Alex Ross Perry pose un regard acerbe sur les relations homme-femme, mais sa mise en scène dévoile progressivement son amour et son admiration pour la gent féminine. Selon Philip, la femme est une tentatrice inconstante et têtue. Elle est définie, au premier degré, comme une créature dont l’indépendance et l’intégrité intellectuelles sont toujours à remettre en question. Mais en filigrane, le regard bienveillant du metteur en scène en fait la véritable héroïne de son œuvre. Elle est présentée comme un soutien indéfectible. Elle se bat pour l’homme qu’elle aime sans tomber dans le sentimentalisme et l’aliénation. On retient particulièrement la performance d’Elisabeth Moss (Mad Men) dans le rôle d’Ashley Kane, la petite amie officielle de Philip. Alex Ross Perry la met en scène avec affection comme Woody Allen l’avait fait avec Diane Keaton à l’époque d’Annie Hall ou de Meurtre Mystérieux à Manhattan.
Malheureusement, si le traitement des personnages féminins donne un certain cachet au récit, Alex Ross Perry semble hors sujet. Car les femmes dament le pion au personnage central campé par Jason Schwartzman. Ainsi, un bon tiers du film est consacré à Ashley. On n’a donc pas le temps découvrir Philip en profondeur, ne surnagent que son arrogance et sa prétention. Si le réalisateur avait donné davantage de place à l’identité de ce personnage, il aurait gagné en sympathie car nous en aurions perçu les contradictions. Même Ike Zimmerman, porté par Jonathan Pryce, qui semble être une version plus âgée de Philip, nous ennuie. Il ne s’agit pas de remettre en cause le talent du réalisateur ou des comédiens, le problème émane également du côté caricatural des protagonistes.

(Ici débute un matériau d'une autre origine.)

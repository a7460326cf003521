use kanshi_core::common::Symbol;
use kanshi_core::market::entity::{Dimension, SubScore};
use kanshi_core::market::error::ProviderError;
use kanshi_core::market::port::IndicatorSource;
use kanshi_feed::JsonFileSource;
use tempfile::tempdir;

#[tokio::test]
async fn test_reads_reading_from_symbol_file() -> anyhow::Result<()> {
    let dir = tempdir()?;
    std::fs::write(
        dir.path().join("AAPL.json"),
        r#"{
            "price": 187.2,
            "sub_scores": {
                "fundamental": 0.8,
                "technical": 0.7,
                "sentiment": { "unavailable": "no news" }
            },
            "metrics": { "volatility": 0.031, "news_impact": 0.45 }
        }"#,
    )?;

    let source = JsonFileSource::new(dir.path());
    let reading = source.fetch(&Symbol::from("AAPL")).await?;

    assert_eq!(reading.price, 187.2);
    assert_eq!(reading.sub_scores.get(&Dimension::fundamental()), Some(&SubScore::Available(0.8)));
    assert_eq!(
        reading.sub_scores.get(&Dimension::sentiment()),
        Some(&SubScore::unavailable("no news"))
    );
    assert_eq!(reading.volatility(), Some(0.031));
    assert_eq!(reading.metrics.news_impact, Some(0.45));
    assert_eq!(reading.metrics.breakout, None);
    Ok(())
}

#[tokio::test]
async fn test_metrics_are_optional() -> anyhow::Result<()> {
    let dir = tempdir()?;
    std::fs::write(
        dir.path().join("MSFT.json"),
        r#"{ "price": 410.0, "sub_scores": { "technical": 0.55 } }"#,
    )?;

    let reading = JsonFileSource::new(dir.path()).fetch(&Symbol::from("MSFT")).await?;
    assert_eq!(reading.volatility(), None);
    assert_eq!(reading.sub_scores.len(), 1);
    Ok(())
}

#[tokio::test]
async fn test_missing_file_is_not_found() {
    let dir = tempdir().unwrap();
    let err = JsonFileSource::new(dir.path())
        .fetch(&Symbol::from("NOPE"))
        .await
        .unwrap_err();
    assert!(matches!(err, ProviderError::NotFound(_)));
}

#[tokio::test]
async fn test_malformed_file_is_parse_error() {
    let dir = tempdir().unwrap();
    std::fs::write(dir.path().join("BAD.json"), "{ price: oops }").unwrap();
    let err = JsonFileSource::new(dir.path())
        .fetch(&Symbol::from("BAD"))
        .await
        .unwrap_err();
    assert!(matches!(err, ProviderError::Parse(_)));
}

#[tokio::test]
async fn test_path_traversal_is_rejected() {
    let dir = tempdir().unwrap();
    let source = JsonFileSource::new(dir.path().join("feed"));
    for symbol in ["../secret", "a/b", "..", ""] {
        let err = source.fetch(&Symbol::from(symbol)).await.unwrap_err();
        assert!(matches!(err, ProviderError::NotFound(_)), "symbol {:?}", symbol);
    }
}
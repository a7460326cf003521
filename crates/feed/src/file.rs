use async_trait::async_trait;
use kanshi_core::common::Symbol;
use kanshi_core::market::entity::IndicatorReading;
use kanshi_core::market::error::ProviderError;
use kanshi_core::market::port::IndicatorSource;
use std::io::ErrorKind;
use std::path::{Path, PathBuf};
use tracing::debug;

/// # Summary
/// 从目录中读取预先计算好的指标读数，每个标的一个 `<SYMBOL>.json` 文件。
///
/// # Invariants
/// - 每次 `fetch` 都重新读取文件，外部进程可随时覆盖文件更新读数。
/// - 只接受由字母、数字、`.`、`-`、`_`、`^` 组成的代码，拒绝任何路径穿越。
///
/// 文件内容即 `IndicatorReading` 的 JSON 形式：
///
/// ```json
/// {
///   "price": 187.2,
///   "sub_scores": { "fundamental": 0.8, "technical": 0.7, "sentiment": { "unavailable": "no news" } },
///   "metrics": { "volatility": 0.031, "news_impact": 0.45 }
/// }
/// ```
#[derive(Debug, Clone)]
pub struct JsonFileSource {
    dir: PathBuf,
}

impl JsonFileSource {
    pub fn new(dir: impl Into<PathBuf>) -> Self {
        Self { dir: dir.into() }
    }

    pub fn dir(&self) -> &Path {
        &self.dir
    }

    fn path_for(&self, symbol: &Symbol) -> Result<PathBuf, ProviderError> {
        let name = symbol.as_str();
        let valid = !name.is_empty()
            && name != "."
            && name != ".."
            && name
                .chars()
                .all(|c| c.is_ascii_alphanumeric() || matches!(c, '.' | '-' | '_' | '^'));
        if !valid {
            return Err(ProviderError::NotFound(format!("unsupported symbol {:?}", name)));
        }
        Ok(self.dir.join(format!("{}.json", name)))
    }
}

#[async_trait]
impl IndicatorSource for JsonFileSource {
    async fn fetch(&self, symbol: &Symbol) -> Result<IndicatorReading, ProviderError> {
        let path = self.path_for(symbol)?;
        let raw = tokio::fs::read_to_string(&path).await.map_err(|e| match e.kind() {
            ErrorKind::NotFound => ProviderError::NotFound(path.display().to_string()),
            _ => ProviderError::Unknown(format!("{}: {}", path.display(), e)),
        })?;

        let reading: IndicatorReading =
            serde_json::from_str(&raw).map_err(|e| ProviderError::Parse(format!("{}: {}", path.display(), e)))?;
        debug!("Loaded reading for {} from {}", symbol, path.display());
        Ok(reading)
    }
}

Philip et Ike ne nous émeuvent pas, ni ne nous font rire. Alex Ross Perry a conçu des caractères bien définis mais omet de leur donner une dimension comique, comme l’aurait fait Molière au temps du Misanthrope. Listen up Philip rate ainsi le coche par manque de recul et livre une histoire assez barbante et maniérée. Agaçant.
- LISTEN UP PHILIP écrit et réalisé par Alex Ross Perry en salles le 21 Janvier 2015.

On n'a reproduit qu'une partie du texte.